MuxPi - surprisingly powerful validation kit

What is MuxPi?

MuxPi is a next open hardware device, after RTE shield, that serves for developers and testers with the need of automating everyday tasks. It comes with help providing ease of use, distribution and connectivity.

The name MuxPi comes from the connection of “SD-mux”, which is the previous version of this project indicating one of the main features of the board and the very popular SBC computers with the “Pi” suffix.

MuxPi consists of two main parts:

  • Mainboard
  • NanoPi NEO

It might be considered as some kind of mainboard for NanoPi NEO SBC but it can operate without NanoPi NEO. However, in such a scenario its functionality is heavily reduced.

muxPi board

The primary purpose of the muxPi board is to enable fully remote work with devices being tested, where hardware setup can be separated from the developer. The main advantage of this board is a large number of various interfaces, making muxPi very versatile testing board.

Key features

Compatibility with NanoPi NEO

MuxPi is fully compatible with the budget (~13$) Single Board Computer platform called NanoPi NEO. It connects through three NanoPi headers, fully inheriting the capabilities of the little platform. From the moment of putting together the two elements, NanoPi becomes the “heart” of the muxPi validation kit.

Providing a DUT connection to a remote location over Ethernet

Connectivity with the MuxPi can be achieved through:

  • serial connection debug UART0 (addon header)
  • serial connection debug UART0 (micro USB connector)
  • network connection (Ethernet port from NanoPi NEO board)

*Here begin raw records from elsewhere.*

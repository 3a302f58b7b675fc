//! # robosim-control
//!
//! Reactive drive behaviors for a four-motor robot with a single forward
//! distance sensor, written against capability traits instead of a concrete
//! simulator.
//!
//! A host hands out motors and sensors through [`Host`]. [`RobotBinding`]
//! attaches the standard drive layout, a [`Behavior`] turns each distance
//! reading into a [`DriveCommand`], and [`Session`] calls it once per tick.
//! [`mock::MockHost`] stands in for the simulator in tests.

#![cfg_attr(not(test), deny(clippy::unwrap_used, clippy::expect_used))]

pub mod behavior;
pub mod error;
pub mod hardware;
pub mod mock;
pub mod power;
pub mod robot;
pub mod session;
pub mod units;

pub use behavior::*;
pub use error::*;
pub use hardware::*;
pub use power::*;
pub use robot::*;
pub use session::*;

From the moment of a successful connection with NanoPi, opens up multiple options for setting communication between muxPi and Device Under Test:

  • Ethernet (onboard USB-ETH converter)
  • USB OTG (NanoPi built-in port)
  • USB Host (up to 3 onboard USB host connectors)
  • Serial interface (UART header with an adjustable voltage level)

Remote control over power supply for a DUT

Similar to RTE, muxPi controls the power of a DUT using an electromagnetic relay, with the difference of managing the state of the relay - MuxPi sets the power supply on/off by on-board STM32 microcontroller. Just connect the power supply to DUT through pluggable terminal blocks attached to muxPi power sockets.


Power control circuitry represents another additional option, which is measuring the current consumption of a Device Under Test. It evaluates the current draw using HAL effect current sensor which gives galvanic isolation from the control logic elements.

SD card multiplexing

One of the most anticipated muxPi’s feature is switching or flashing a microSD card without the need of ejecting the card itself. For this purpose, it is required to use special IDC <-> microSD adapter cable that is available in our shop.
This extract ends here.